What do the lines say from the start of the entries through the one containing "mod script;"? Repeat them exactly.

[INPUT DATA — start]

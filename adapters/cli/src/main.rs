#![deny(
    unsafe_code,
    missing_docs,
    dead_code,
    unused_results,
    non_snake_case,
    unreachable_pub
)]

//! Command-line adapter that replays scripted tower defence sessions.

mod config;
mod observer;
mod script;

use std::{
    fs,
    io::{self, Read},
    path::{Path, PathBuf},
};

use anyhow::{Context, Result};
use clap::Parser;
use tracing_subscriber::EnvFilter;

use observer::LoggingObserver;
use script::ScriptAction;
use tower_defence_core::{dispatch, CellCoord, Command, DefinitionId, Event, TransactionError};
use tower_defence_system_builder::{Builder, BuilderInput, PlacementPreview};
use tower_defence_world::{self as world, query, World};

/// Replays a command script against a tower defence session.
#[derive(Debug, Parser)]
#[command(name = "tower-defence", version)]
struct Cli {
    /// Session configuration in TOML format. The built-in session is used when omitted.
    #[arg(long)]
    config: Option<PathBuf>,
    /// Script to replay. Standard input is read when omitted.
    #[arg(long)]
    script: Option<PathBuf>,
    /// Abort on the first rejected transaction instead of logging it.
    #[arg(long)]
    strict: bool,
}

/// Entry point for the tower defence command-line interface.
fn main() -> Result<()> {
    tracing_subscriber::fmt()
        .with_env_filter(
            EnvFilter::try_from_default_env().unwrap_or_else(|_| EnvFilter::new("info")),
        )
        .with_writer(io::stderr)
        .init();

    let cli = Cli::parse();
    let config = config::load(cli.config.as_deref())?;
    let source = read_script(cli.script.as_deref())?;
    let actions = script::parse(&source).map_err(|(line, error)| {
        anyhow::Error::new(error).context(format!("invalid script line {line}"))
    })?;

    let world = World::new(config).context("session config rejected")?;
    let mut runner = Runner::new(world);
    runner.announce();

    for (line, action) in actions {
        if let Err(error) = runner.run(action) {
            if cli.strict {
                return Err(anyhow::Error::new(error).context(format!("script line {line}")));
            }
            tracing::warn!(line, %error, "transaction rejected");
        }
    }

    runner.report();
    Ok(())
}

fn read_script(path: Option<&Path>) -> Result<String> {
    match path {
        Some(path) => fs::read_to_string(path)
            .with_context(|| format!("failed to read script {}", path.display())),
        None => {
            let mut source = String::new();
            let _ = io::stdin()
                .read_to_string(&mut source)
                .context("failed to read script from stdin")?;
            Ok(source)
        }
    }
}

struct Runner {
    world: World,
    builder: Builder,
    observer: LoggingObserver,
    recent: Vec<Event>,
}

impl Runner {
    fn new(world: World) -> Self {
        Self {
            world,
            builder: Builder::new(),
            observer: LoggingObserver::default(),
            recent: Vec::new(),
        }
    }

    fn announce(&mut self) {
        let mut events = Vec::new();
        self.world.announce(&mut events);
        self.publish(events);
    }

    fn run(&mut self, action: ScriptAction) -> Result<(), TransactionError> {
        match action {
            ScriptAction::Command(command) => self.apply(command),
            ScriptAction::Place {
                definition,
                anchor,
                confirm,
            } => {
                for command in self.place(definition, anchor, confirm)? {
                    self.apply(command)?;
                }
                Ok(())
            }
        }
    }

    fn apply(&mut self, command: Command) -> Result<(), TransactionError> {
        let mut events = Vec::new();
        let result = world::apply(&mut self.world, command, &mut events);
        self.publish(events);
        result
    }

    /// Routes a hovered or confirmed placement through the builder system.
    ///
    /// A confirmed placement the builder declines is still forwarded as a
    /// build request so the session reports its own reason.
    fn place(
        &mut self,
        definition: DefinitionId,
        anchor: CellCoord,
        confirm: bool,
    ) -> Result<Vec<Command>, TransactionError> {
        let world = &self.world;
        let entry = query::definition(world, definition)
            .ok_or(TransactionError::UnknownDefinitionId(definition))?;
        let preview = PlacementPreview::evaluate(
            entry,
            anchor,
            query::grid_dimensions(world),
            query::can_afford(world, entry.price),
            |cell| query::is_free(world, cell),
        );

        let recent = std::mem::take(&mut self.recent);
        let mut commands = Vec::new();
        self.builder.handle(
            &recent,
            Some(preview),
            BuilderInput {
                confirm_action: confirm,
                cursor_cell: Some(anchor),
                ..BuilderInput::default()
            },
            |cell| query::tower_at(world, cell),
            &mut commands,
        );
        let forwarded = commands
            .iter()
            .any(|command| matches!(command, Command::Build { .. }));
        if confirm && !forwarded {
            commands.push(Command::Build {
                definition,
                cells: entry.footprint_at(anchor).unwrap_or_default(),
            });
        }
        Ok(commands)
    }

    fn publish(&mut self, events: Vec<Event>) {
        dispatch(&events, &mut self.observer);
        self.recent.extend(events);
    }

    fn report(&self) {
        let wave = query::wave(&self.world);
        println!("state: {:?}", query::state(&self.world));
        println!("money: {}", query::money(&self.world));
        println!(
            "lives: {}/{}",
            query::lives(&self.world),
            query::max_lives(&self.world)
        );
        println!("wave: {}/{}", wave.current + 1, wave.total);
        println!("towers: {}", query::towers(&self.world).len());
        if let Some(outcome) = self.observer.outcome() {
            println!("outcome: {outcome:?}");
        }
    }
}

#[cfg(test)]
mod tests {
    use super::*;
    use tower_defence_core::{EnemyId, SessionOutcome, SessionState};

    fn runner() -> Runner {
        let config = config::load(None).expect("embedded session config");
        let mut runner = Runner::new(World::new(config).expect("valid session"));
        runner.announce();
        runner
    }

    fn lose(runner: &mut Runner) {
        runner.run(ScriptAction::Command(Command::StartWave)).expect("start wave");
        for enemy in 0..query::max_lives(&runner.world) {
            runner
                .run(ScriptAction::Command(Command::EnemyLeaked {
                    enemy: EnemyId::new(enemy),
                }))
                .expect("leak");
        }
        assert_eq!(query::state(&runner.world), SessionState::Lost);
    }

    #[test]
    fn unknown_definition_keeps_pending_events_for_builder() {
        let mut runner = runner();
        lose(&mut runner);

        let unknown = runner.run(ScriptAction::Place {
            definition: DefinitionId::new(99),
            anchor: CellCoord::new(2, 2),
            confirm: false,
        });
        assert_eq!(
            unknown,
            Err(TransactionError::UnknownDefinitionId(DefinitionId::new(99)))
        );

        let commands = runner
            .place(DefinitionId::new(1), CellCoord::new(2, 2), false)
            .expect("known definition");
        assert!(commands.is_empty(), "builder stops once the session ended");
    }

    #[test]
    fn rejected_placement_reports_session_reason() {
        let mut runner = runner();
        lose(&mut runner);

        let result = runner.run(ScriptAction::Place {
            definition: DefinitionId::new(1),
            anchor: CellCoord::new(2, 2),
            confirm: true,
        });

        assert_eq!(
            result,
            Err(TransactionError::SessionEnded {
                outcome: SessionOutcome::Lost
            })
        );
    }

    #[test]
    fn rejected_placement_leaves_session_unchanged() {
        let mut runner = runner();
        runner
            .run(ScriptAction::Place {
                definition: DefinitionId::new(1),
                anchor: CellCoord::new(0, 0),
                confirm: true,
            })
            .expect("first placement");

        let result = runner.run(ScriptAction::Place {
            definition: DefinitionId::new(1),
            anchor: CellCoord::new(0, 0),
            confirm: true,
        });

        assert_eq!(result, Err(TransactionError::CellsUnavailable));
        assert_eq!(query::money(&runner.world), 60);
        assert_eq!(query::towers(&runner.world).len(), 1);
    }
}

[INPUT DATA — finish]

• ANSWER AREA:
filename adapters/cli/src/main.rs
#![deny(
    unsafe_code,
    missing_docs,
    dead_code,
    unused_results,
    non_snake_case,
    unreachable_pub
)]

//! Command-line adapter that replays scripted tower defence sessions.

mod config;
mod observer;
mod script;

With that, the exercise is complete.